■ **Required action**
Examine the entries below, count the lines holding the string "Deserialize", and respond with the number only.

[Collected data]
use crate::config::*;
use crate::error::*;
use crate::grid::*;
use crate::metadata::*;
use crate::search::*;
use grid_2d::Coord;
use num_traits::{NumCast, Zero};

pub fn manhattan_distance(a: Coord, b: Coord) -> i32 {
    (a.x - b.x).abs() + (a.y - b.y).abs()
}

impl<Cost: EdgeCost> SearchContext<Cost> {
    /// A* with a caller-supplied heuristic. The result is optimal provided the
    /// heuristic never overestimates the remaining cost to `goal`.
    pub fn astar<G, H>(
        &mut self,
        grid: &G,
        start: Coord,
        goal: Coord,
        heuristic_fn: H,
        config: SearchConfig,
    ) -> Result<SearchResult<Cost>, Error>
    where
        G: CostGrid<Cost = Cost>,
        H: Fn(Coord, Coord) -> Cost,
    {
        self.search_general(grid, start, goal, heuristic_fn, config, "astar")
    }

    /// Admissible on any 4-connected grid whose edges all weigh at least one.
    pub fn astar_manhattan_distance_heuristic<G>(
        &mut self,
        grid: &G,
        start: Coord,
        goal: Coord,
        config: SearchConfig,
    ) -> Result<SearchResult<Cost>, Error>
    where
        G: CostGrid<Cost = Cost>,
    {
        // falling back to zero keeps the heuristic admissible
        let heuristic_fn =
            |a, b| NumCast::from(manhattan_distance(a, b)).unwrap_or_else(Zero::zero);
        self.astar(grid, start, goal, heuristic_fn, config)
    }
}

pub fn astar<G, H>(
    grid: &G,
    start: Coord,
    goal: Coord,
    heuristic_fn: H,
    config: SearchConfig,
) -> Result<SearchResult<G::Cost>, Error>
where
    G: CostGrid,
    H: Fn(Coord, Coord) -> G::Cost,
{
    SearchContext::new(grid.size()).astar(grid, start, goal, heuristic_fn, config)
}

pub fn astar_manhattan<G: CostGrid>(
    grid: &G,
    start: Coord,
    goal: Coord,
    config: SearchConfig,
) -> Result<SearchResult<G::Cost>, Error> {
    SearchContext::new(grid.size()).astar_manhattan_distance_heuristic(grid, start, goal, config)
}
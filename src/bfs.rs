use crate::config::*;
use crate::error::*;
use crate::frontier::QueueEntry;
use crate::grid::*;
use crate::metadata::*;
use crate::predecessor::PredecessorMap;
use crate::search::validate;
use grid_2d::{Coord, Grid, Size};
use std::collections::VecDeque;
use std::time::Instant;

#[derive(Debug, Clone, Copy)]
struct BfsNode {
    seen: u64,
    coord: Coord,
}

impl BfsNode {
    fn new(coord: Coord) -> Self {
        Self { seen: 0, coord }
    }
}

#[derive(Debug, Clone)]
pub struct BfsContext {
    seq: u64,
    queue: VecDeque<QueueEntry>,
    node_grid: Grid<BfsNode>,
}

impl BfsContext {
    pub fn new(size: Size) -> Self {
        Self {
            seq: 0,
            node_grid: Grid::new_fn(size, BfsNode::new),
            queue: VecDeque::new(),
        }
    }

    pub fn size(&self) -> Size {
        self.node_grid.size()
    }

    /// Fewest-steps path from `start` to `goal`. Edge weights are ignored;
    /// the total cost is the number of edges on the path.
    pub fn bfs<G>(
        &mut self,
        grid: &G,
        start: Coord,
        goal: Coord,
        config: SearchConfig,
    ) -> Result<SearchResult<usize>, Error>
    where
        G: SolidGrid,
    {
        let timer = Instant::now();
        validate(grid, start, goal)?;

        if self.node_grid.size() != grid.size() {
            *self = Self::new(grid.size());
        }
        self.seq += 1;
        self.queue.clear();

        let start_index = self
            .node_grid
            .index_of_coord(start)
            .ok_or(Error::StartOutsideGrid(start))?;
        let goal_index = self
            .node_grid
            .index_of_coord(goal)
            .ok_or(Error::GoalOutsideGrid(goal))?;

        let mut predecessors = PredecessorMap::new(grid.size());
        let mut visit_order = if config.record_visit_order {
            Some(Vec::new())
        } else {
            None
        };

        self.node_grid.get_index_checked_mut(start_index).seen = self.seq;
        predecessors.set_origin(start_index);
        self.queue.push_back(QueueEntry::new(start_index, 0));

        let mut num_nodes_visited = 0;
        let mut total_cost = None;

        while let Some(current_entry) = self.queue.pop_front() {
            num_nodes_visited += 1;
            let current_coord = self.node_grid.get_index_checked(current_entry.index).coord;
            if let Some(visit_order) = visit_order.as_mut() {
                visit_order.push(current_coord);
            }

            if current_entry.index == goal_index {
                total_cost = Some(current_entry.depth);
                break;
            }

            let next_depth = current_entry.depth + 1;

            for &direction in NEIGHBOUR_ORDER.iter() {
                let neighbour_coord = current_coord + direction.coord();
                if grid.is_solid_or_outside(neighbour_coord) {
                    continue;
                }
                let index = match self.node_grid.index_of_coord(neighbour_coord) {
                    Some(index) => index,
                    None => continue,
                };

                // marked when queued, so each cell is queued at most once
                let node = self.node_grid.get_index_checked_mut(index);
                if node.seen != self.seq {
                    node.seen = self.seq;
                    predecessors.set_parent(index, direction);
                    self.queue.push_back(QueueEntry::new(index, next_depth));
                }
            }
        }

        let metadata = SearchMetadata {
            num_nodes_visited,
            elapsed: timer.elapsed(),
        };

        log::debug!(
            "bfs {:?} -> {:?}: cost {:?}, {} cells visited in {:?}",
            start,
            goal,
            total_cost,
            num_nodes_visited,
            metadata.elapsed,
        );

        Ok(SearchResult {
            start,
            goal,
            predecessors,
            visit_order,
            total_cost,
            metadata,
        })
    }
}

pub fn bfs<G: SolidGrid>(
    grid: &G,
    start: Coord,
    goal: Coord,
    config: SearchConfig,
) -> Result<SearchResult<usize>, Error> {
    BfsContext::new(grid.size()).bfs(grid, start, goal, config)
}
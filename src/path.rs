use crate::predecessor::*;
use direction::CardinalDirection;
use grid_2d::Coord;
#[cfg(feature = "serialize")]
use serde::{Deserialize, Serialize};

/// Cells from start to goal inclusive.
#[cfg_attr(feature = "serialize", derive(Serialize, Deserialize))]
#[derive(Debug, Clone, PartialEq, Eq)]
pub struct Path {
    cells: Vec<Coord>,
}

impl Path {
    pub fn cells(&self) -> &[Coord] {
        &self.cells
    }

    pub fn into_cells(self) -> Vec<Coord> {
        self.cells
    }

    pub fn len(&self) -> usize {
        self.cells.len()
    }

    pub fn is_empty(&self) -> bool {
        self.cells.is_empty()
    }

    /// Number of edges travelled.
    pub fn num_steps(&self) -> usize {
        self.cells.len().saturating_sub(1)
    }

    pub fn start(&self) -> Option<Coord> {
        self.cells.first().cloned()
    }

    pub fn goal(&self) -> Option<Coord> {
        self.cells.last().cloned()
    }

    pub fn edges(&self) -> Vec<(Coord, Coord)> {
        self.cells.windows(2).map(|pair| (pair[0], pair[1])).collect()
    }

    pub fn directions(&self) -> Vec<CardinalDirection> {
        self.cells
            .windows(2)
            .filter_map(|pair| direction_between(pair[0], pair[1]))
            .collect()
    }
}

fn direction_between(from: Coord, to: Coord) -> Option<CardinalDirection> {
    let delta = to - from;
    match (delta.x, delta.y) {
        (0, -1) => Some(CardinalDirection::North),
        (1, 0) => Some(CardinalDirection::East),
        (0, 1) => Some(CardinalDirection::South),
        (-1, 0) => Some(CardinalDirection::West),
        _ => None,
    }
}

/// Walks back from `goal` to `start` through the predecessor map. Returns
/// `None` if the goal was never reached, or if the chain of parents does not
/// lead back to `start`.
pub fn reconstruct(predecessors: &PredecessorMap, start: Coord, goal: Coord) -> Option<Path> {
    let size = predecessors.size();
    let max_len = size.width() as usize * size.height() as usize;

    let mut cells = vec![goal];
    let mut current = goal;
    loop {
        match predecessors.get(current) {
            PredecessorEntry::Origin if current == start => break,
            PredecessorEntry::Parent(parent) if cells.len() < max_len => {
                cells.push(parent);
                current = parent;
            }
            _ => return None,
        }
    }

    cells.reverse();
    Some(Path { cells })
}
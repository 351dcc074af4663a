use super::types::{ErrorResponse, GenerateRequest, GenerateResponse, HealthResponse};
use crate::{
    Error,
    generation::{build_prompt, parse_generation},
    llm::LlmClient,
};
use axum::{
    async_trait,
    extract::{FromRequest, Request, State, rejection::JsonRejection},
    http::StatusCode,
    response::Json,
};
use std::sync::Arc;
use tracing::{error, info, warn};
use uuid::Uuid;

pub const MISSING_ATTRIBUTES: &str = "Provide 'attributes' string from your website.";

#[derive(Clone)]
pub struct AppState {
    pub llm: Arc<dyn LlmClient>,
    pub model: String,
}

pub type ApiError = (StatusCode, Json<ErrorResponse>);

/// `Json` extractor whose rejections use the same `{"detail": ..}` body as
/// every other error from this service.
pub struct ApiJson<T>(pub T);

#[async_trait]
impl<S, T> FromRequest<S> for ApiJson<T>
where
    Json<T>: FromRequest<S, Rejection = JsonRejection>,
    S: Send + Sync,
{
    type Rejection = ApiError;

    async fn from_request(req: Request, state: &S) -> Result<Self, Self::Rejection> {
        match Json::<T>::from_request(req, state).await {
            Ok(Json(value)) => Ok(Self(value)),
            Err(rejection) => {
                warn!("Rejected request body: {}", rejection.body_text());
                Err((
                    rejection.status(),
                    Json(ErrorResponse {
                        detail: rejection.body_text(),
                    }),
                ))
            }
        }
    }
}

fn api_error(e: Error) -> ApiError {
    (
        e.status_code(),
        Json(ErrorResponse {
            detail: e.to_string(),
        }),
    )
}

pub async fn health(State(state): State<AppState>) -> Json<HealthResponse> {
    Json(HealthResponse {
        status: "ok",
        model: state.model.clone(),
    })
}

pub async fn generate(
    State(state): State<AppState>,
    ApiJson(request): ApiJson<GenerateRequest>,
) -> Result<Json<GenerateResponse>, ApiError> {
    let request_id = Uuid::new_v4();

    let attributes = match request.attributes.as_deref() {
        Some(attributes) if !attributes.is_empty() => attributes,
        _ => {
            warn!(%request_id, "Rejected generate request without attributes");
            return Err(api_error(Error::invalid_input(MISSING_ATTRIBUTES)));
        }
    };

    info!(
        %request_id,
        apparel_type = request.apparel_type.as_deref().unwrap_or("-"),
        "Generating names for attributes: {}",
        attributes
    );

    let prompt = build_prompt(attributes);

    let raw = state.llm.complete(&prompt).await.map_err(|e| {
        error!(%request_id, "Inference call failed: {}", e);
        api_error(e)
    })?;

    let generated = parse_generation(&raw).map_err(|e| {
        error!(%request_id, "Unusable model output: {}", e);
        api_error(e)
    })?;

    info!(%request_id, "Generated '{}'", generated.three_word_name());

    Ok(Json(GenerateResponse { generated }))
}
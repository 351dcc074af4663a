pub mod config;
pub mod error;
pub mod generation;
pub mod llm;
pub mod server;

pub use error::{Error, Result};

■ **Answer**
2